Hello
I am attempting to creating an Excel VBA solution to manage a Golf Association with 300 members playing in 25 tournaments at different courses throughout the year and I am unsure of my design plan. My experience level with Excel is short compared to writing complete programs and the mix of programming with the use of Excel spreadsheets is a different animal.
My questions for the forum are:
1. Does a design strategy with multiple workbooks vs. a workbook with many worksheets make sense for my situation? (see below)
2. With multiple workbooks is it acceptable practice to have different people working on connected workbooks concurrently?
3. Would a single workbook with many worksheets be an acceptable practice for my situation?
The basics of my situation are:
1. There is a need for worksheets dealing with a membership roster, a waiting list roster, 25 tournament signup rosters, 25 course database sheets, 25 tournament results calculation/reporting sheets, a handicap record/calculation sheet, and 6 scorecard generation/printing sheets.
2. The tournaments are organized and managed by three man teams from a 12 man board of directors. These are the people that contract the course, get people signed up, and do all the other things necessary to run a tournament.
3. Current methods are poor, using a hodge-podge of Word, Excel, and email with no version or data control.
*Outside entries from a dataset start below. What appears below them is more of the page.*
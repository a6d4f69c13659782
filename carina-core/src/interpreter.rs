//! Interpreter - Execute Effects using a Provider
//!
//! The Interpreter executes Effects contained in a Plan in order,
//! collecting the results. This is where side effects actually occur.
//! References are resolved right before each effect runs, so values that
//! only become known during the apply (ARNs of freshly created resources)
//! flow into the resources that depend on them.

use crate::effect::Effect;
use crate::plan::Plan;
use crate::provider::{Provider, ProviderError, ProviderResult};
use crate::resolver::Bindings;
use crate::resource::{ResourceId, State};

/// Result of executing each Effect
#[derive(Debug)]
pub enum EffectOutcome {
    /// Read succeeded
    Read { state: State },
    /// Create succeeded
    Created { state: State },
    /// Update succeeded
    Updated { state: State },
    /// Replace succeeded
    Replaced { state: State },
    /// Delete succeeded
    Deleted { id: ResourceId },
    /// Skipped (e.g., dry-run)
    Skipped { reason: String },
}

/// Result of executing the entire Plan
#[derive(Debug)]
pub struct ApplyResult {
    pub outcomes: Vec<Result<EffectOutcome, ProviderError>>,
    pub success_count: usize,
    pub failure_count: usize,
}

impl ApplyResult {
    pub fn is_success(&self) -> bool {
        self.failure_count == 0
    }
}

/// Interpreter configuration
#[derive(Debug, Clone, Default)]
pub struct InterpreterConfig {
    /// If true, skip actual side effects
    pub dry_run: bool,
    /// Continue on error
    pub continue_on_error: bool,
}

/// Interpreter that executes Effects using a Provider
pub struct Interpreter<P: Provider> {
    provider: P,
    config: InterpreterConfig,
}

impl<P: Provider> Interpreter<P> {
    pub fn new(provider: P) -> Self {
        Self {
            provider,
            config: InterpreterConfig::default(),
        }
    }

    pub fn with_config(mut self, config: InterpreterConfig) -> Self {
        self.config = config;
        self
    }

    /// Execute a Plan, interpreting all Effects and causing side effects
    ///
    /// `bindings` is updated with every state the provider returns.
    pub async fn apply(&self, plan: &Plan, bindings: &mut Bindings) -> ApplyResult {
        let mut outcomes = Vec::new();
        let mut success_count = 0;
        let mut failure_count = 0;

        for effect in plan.effects() {
            let result = self.execute_effect(effect, bindings).await;

            match &result {
                Ok(_) => success_count += 1,
                Err(e) => {
                    log::warn!("{} failed: {}", effect, e);
                    failure_count += 1;
                    if !self.config.continue_on_error {
                        outcomes.push(result);
                        break;
                    }
                }
            }

            outcomes.push(result);
        }

        ApplyResult {
            outcomes,
            success_count,
            failure_count,
        }
    }

    /// Execute a single Effect
    async fn execute_effect(
        &self,
        effect: &Effect,
        bindings: &mut Bindings,
    ) -> ProviderResult<EffectOutcome> {
        if self.config.dry_run {
            return Ok(EffectOutcome::Skipped {
                reason: "dry-run mode".to_string(),
            });
        }

        match effect {
            Effect::Read { resource } => {
                let resolved = bindings.resolve_resource(resource);
                let state = self.provider.read_data_source(&resolved).await?;
                bindings.record(resource, &state);
                Ok(EffectOutcome::Read { state })
            }
            Effect::Create(resource) => {
                let resolved = bindings.resolve_resource(resource);
                let state = self.provider.create(&resolved).await?;
                bindings.record(resource, &state);
                Ok(EffectOutcome::Created { state })
            }
            Effect::Update { id, from, to, .. } => {
                let identifier = from.identifier.as_deref().ok_or_else(|| {
                    ProviderError::new("no identifier recorded for resource").for_resource(id.clone())
                })?;
                let resolved = bindings.resolve_resource(to);
                let state = self
                    .provider
                    .update(id, identifier, from, &resolved)
                    .await?;
                bindings.record(to, &state);
                Ok(EffectOutcome::Updated { state })
            }
            Effect::Replace { id, from, to, .. } => {
                if let Some(identifier) = from.identifier.as_deref() {
                    self.provider.delete(id, identifier).await?;
                }
                let resolved = bindings.resolve_resource(to);
                let state = self.provider.create(&resolved).await?;
                bindings.record(to, &state);
                Ok(EffectOutcome::Replaced { state })
            }
            Effect::Delete { id, identifier } => {
                self.provider.delete(id, identifier).await?;
                Ok(EffectOutcome::Deleted { id: id.clone() })
            }
        }
    }
}

#[cfg(test)]
mod tests {
    use super::*;
    use crate::provider::BoxFuture;
    use crate::resource::{Resource, Value};
    use crate::schema::ResourceSchema;
    use std::collections::HashMap;
    use std::sync::Mutex;

    /// Records every call and echoes resolved attributes back
    #[derive(Default)]
    struct TestProvider {
        calls: Mutex<Vec<String>>,
        fail_create: bool,
    }

    impl Provider for TestProvider {
        fn name(&self) -> &'static str {
            "test"
        }

        fn schemas(&self) -> Vec<ResourceSchema> {
            vec![ResourceSchema::new("test")]
        }

        fn data_source_schemas(&self) -> Vec<ResourceSchema> {
            vec![]
        }

        fn read(
            &self,
            id: &ResourceId,
            _identifier: Option<&str>,
        ) -> BoxFuture<'_, ProviderResult<State>> {
            let id = id.clone();
            Box::pin(async move { Ok(State::not_found(id)) })
        }

        fn read_data_source(&self, resource: &Resource) -> BoxFuture<'_, ProviderResult<State>> {
            let mut attrs = HashMap::new();
            attrs.insert("arn".to_string(), Value::String("arn:existing".to_string()));
            let state = State::existing(resource.id.clone(), attrs).with_identifier("arn:existing");
            Box::pin(async move { Ok(state) })
        }

        fn create(&self, resource: &Resource) -> BoxFuture<'_, ProviderResult<State>> {
            self.calls
                .lock()
                .unwrap()
                .push(format!("create {}", resource.id));
            let fail = self.fail_create;
            let mut attrs = resource.attributes.clone();
            let arn = format!("arn:{}", resource.id.name);
            attrs.insert("arn".to_string(), Value::String(arn.clone()));
            let state = State::existing(resource.id.clone(), attrs).with_identifier(arn);
            Box::pin(async move {
                if fail {
                    Err(ProviderError::new("boom"))
                } else {
                    Ok(state)
                }
            })
        }

        fn update(
            &self,
            id: &ResourceId,
            _identifier: &str,
            _from: &State,
            to: &Resource,
        ) -> BoxFuture<'_, ProviderResult<State>> {
            self.calls.lock().unwrap().push(format!("update {}", id));
            let state = State::existing(id.clone(), to.attributes.clone());
            Box::pin(async move { Ok(state) })
        }

        fn delete(&self, id: &ResourceId, identifier: &str) -> BoxFuture<'_, ProviderResult<()>> {
            self.calls
                .lock()
                .unwrap()
                .push(format!("delete {} {}", id, identifier));
            Box::pin(async { Ok(()) })
        }
    }

    fn bound(resource_type: &str, name: &str) -> Resource {
        Resource::new(resource_type, name).with_attribute("_binding", Value::String(name.to_string()))
    }

    #[tokio::test]
    async fn apply_empty_plan() {
        let interpreter = Interpreter::new(TestProvider::default());
        let plan = Plan::new();
        let result = interpreter.apply(&plan, &mut Bindings::new()).await;

        assert!(result.is_success());
        assert_eq!(result.success_count, 0);
    }

    #[tokio::test]
    async fn create_resolves_references_from_earlier_effects() {
        let interpreter = Interpreter::new(TestProvider::default());
        let mut plan = Plan::new();
        plan.add(Effect::Create(bound("elbv2.load_balancer", "lb")));
        plan.add(Effect::Create(bound("elbv2.listener", "http").with_attribute(
            "load_balancer_arn",
            Value::ResourceRef("lb".to_string(), "arn".to_string()),
        )));

        let mut bindings = Bindings::new();
        let result = interpreter.apply(&plan, &mut bindings).await;

        assert!(result.is_success());
        match &result.outcomes[1] {
            Ok(EffectOutcome::Created { state }) => assert_eq!(
                state.attributes.get("load_balancer_arn"),
                Some(&Value::String("arn:lb".to_string()))
            ),
            other => panic!("unexpected outcome {:?}", other),
        }
        assert_eq!(
            bindings.get("http", "arn"),
            Some(&Value::String("arn:http".to_string()))
        );
    }

    #[tokio::test]
    async fn replace_deletes_before_creating() {
        let provider = TestProvider::default();
        let interpreter = Interpreter::new(provider);
        let id = ResourceId::new("elbv2.target_group", "web");
        let mut plan = Plan::new();
        plan.add(Effect::Replace {
            id: id.clone(),
            from: State::existing(id.clone(), HashMap::new()).with_identifier("arn:old"),
            to: bound("elbv2.target_group", "web"),
            changed_attributes: vec!["port".to_string()],
        });

        let result = interpreter.apply(&plan, &mut Bindings::new()).await;
        assert!(result.is_success());

        let calls = interpreter.provider.calls.lock().unwrap().clone();
        assert_eq!(
            calls,
            vec![
                "delete elbv2.target_group.web arn:old".to_string(),
                "create elbv2.target_group.web".to_string()
            ]
        );
    }

    #[tokio::test]
    async fn stops_at_first_failure_unless_configured() {
        let provider = TestProvider {
            fail_create: true,
            ..Default::default()
        };
        let interpreter = Interpreter::new(provider);
        let mut plan = Plan::new();
        plan.add(Effect::Create(bound("elbv2.target_group", "a")));
        plan.add(Effect::Create(bound("elbv2.target_group", "b")));

        let result = interpreter.apply(&plan, &mut Bindings::new()).await;
        assert!(!result.is_success());
        assert_eq!(result.outcomes.len(), 1);

        let interpreter = interpreter.with_config(InterpreterConfig {
            continue_on_error: true,
            ..Default::default()
        });
        let result = interpreter.apply(&plan, &mut Bindings::new()).await;
        assert_eq!(result.failure_count, 2);
        assert_eq!(result.outcomes.len(), 2);
    }

    #[tokio::test]
    async fn read_effect_records_data_source() {
        let interpreter = Interpreter::new(TestProvider::default());
        let mut plan = Plan::new();
        plan.add(Effect::Read {
            resource: bound("elbv2.load_balancer", "shared").with_read_only(true),
        });

        let mut bindings = Bindings::new();
        let result = interpreter.apply(&plan, &mut bindings).await;
        assert!(result.is_success());
        assert_eq!(
            bindings.get("shared", "arn"),
            Some(&Value::String("arn:existing".to_string()))
        );
    }

    #[tokio::test]
    async fn dry_run_skips_effects() {
        let config = InterpreterConfig {
            dry_run: true,
            ..Default::default()
        };
        let interpreter = Interpreter::new(TestProvider::default()).with_config(config);
        let mut plan = Plan::new();
        plan.add(Effect::Create(Resource::new("test", "example")));

        let result = interpreter.apply(&plan, &mut Bindings::new()).await;

        assert!(result.is_success());
        assert!(matches!(
            result.outcomes[0],
            Ok(EffectOutcome::Skipped { .. })
        ));
    }
}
It works but is very difficult.
4. My thoughts are that I should create separate workbooks for most of the elements mentioned above. The membership and waiting list can be in one workbook with each having its own sheet. Separate workbooks for tournament signup, course data, and tournament results, each with 25 sheets plus a template for adding more tournaments. The handicap/calculation would be one sheet in a workbook. The scorecard workbook would have a sheet for each type of tournament (6 at this time).
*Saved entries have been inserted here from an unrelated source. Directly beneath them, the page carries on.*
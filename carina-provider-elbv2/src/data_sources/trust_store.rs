//! elbv2.trust_store data source

use carina_core::provider::ProviderResult;
use carina_core::resource::{ResourceId, State};

use super::{arn_or_name, found, single};
use crate::provider::Elbv2Provider;
use crate::resources::{existing, trust_store::flatten_trust_store};
use crate::utils::{Attrs, api_error, put};

pub async fn read(provider: &Elbv2Provider, id: &ResourceId, attrs: &Attrs) -> ProviderResult<State> {
    let candidates = found(
        provider.api.describe_trust_stores(arn_or_name(attrs)).await,
        id,
        "trust store",
    )?;
    let ts = single(candidates, id, "trust store")?;
    let tags = provider
        .api
        .describe_tags(&ts.arn)
        .await
        .map_err(api_error(id, "listing trust store tags"))?;

    let mut state = flatten_trust_store(&ts, &tags);
    put(&mut state, "status", ts.status.clone());
    Ok(existing(id, &ts.arn, state))
}

#[cfg(test)]
mod tests {
    use super::*;
    use crate::api::ElbV2Api;
    use crate::model::S3Location;
    use crate::resources::test_support::{provider, s};

    #[tokio::test]
    async fn finds_by_name_with_status() {
        let (fake, provider) = provider();
        let bundle = S3Location {
            bucket: "certs".to_string(),
            key: "bundle.pem".to_string(),
            object_version: None,
        };
        fake.create_trust_store("clients", &bundle, &Default::default()).await.unwrap();

        let id = ResourceId::new("elbv2.trust_store", "clients");
        let attrs: Attrs = [("name".to_string(), s("clients"))].into_iter().collect();
        let state = read(&provider, &id, &attrs).await.unwrap();
        assert_eq!(state.attributes.get("status"), Some(&s("ACTIVE")));
    }
}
5. The single unique data element for the members is their handicap ID number and would be a good way to tie workbooks together. Unique IDs are possible for the courses and would cross into the signup and results workbooks. So linking data between the sheets seems very feasible.
My Current Strategy is:
1. To use VBA code in each workbook that allows independent work to be done in that book and allow connections to the other workbooks for pertinent data. In other words, I could assign different people to do different tasks independently.
2. We would purchase a Microsoft Office business plan and license all or our board members (12). This gives us access to cloud storage and a separate email account for the association. It also puts everyone on the same software, which is not the case today.
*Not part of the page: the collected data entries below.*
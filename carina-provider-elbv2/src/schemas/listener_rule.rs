//! elbv2.listener_rule schema

use carina_core::schema::{AttributeSchema, AttributeType, ResourceSchema, types};

use super::action::{actions_attribute, condition_type, validate_actions, validate_conditions};
use super::{int_range, with_common};
use crate::utils::Attrs;

pub fn listener_rule_schema() -> ResourceSchema {
    let schema = ResourceSchema::new("elbv2.listener_rule")
        .with_description("Listener rule: conditions routed to actions, evaluated by priority")
        .attribute(
            AttributeSchema::new("listener_arn", types::arn())
                .required()
                .force_new(),
        )
        .attribute(
            AttributeSchema::new("priority", int_range!(1, 50000))
                .with_description("Evaluation order; the next free priority is used when omitted"),
        )
        .attribute(actions_attribute("action"))
        .attribute(
            AttributeSchema::new("condition", AttributeType::Set(Box::new(condition_type())))
                .required()
                .with_min_items(1),
        )
        .with_validator(validate);

    with_common(schema)
}

fn validate(attrs: &Attrs) -> Result<(), String> {
    validate_actions(attrs, "action")?;
    validate_conditions(attrs, "condition")
}
//! Carina Core
//!
//! Core library for an infrastructure management tool that treats side effects as values:
//! resource model, schemas, the differ, plans and their interpreter, plus the
//! retry and wait primitives providers build their API calls on.

pub mod differ;
pub mod effect;
pub mod interpreter;
pub mod plan;
pub mod provider;
pub mod resolver;
pub mod resource;
pub mod retry;
pub mod schema;
pub mod wait;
3. Our next season doesn't begin until April of next year so I have several months to develop and debug my solution.
Note: Using a database such as Access with a program developed in Visual Studio probably makes the most sense. However, there is nobody in the association that could pick up the task when I leave. Building an Excel VBA application has some of the same problems but to a smaller degree.
Note: We have looked at commercial programs designed to run tournaments but the board does not feel they mesh with some of our unique requirements and they are expensive.
Any comments or suggestions are welcome.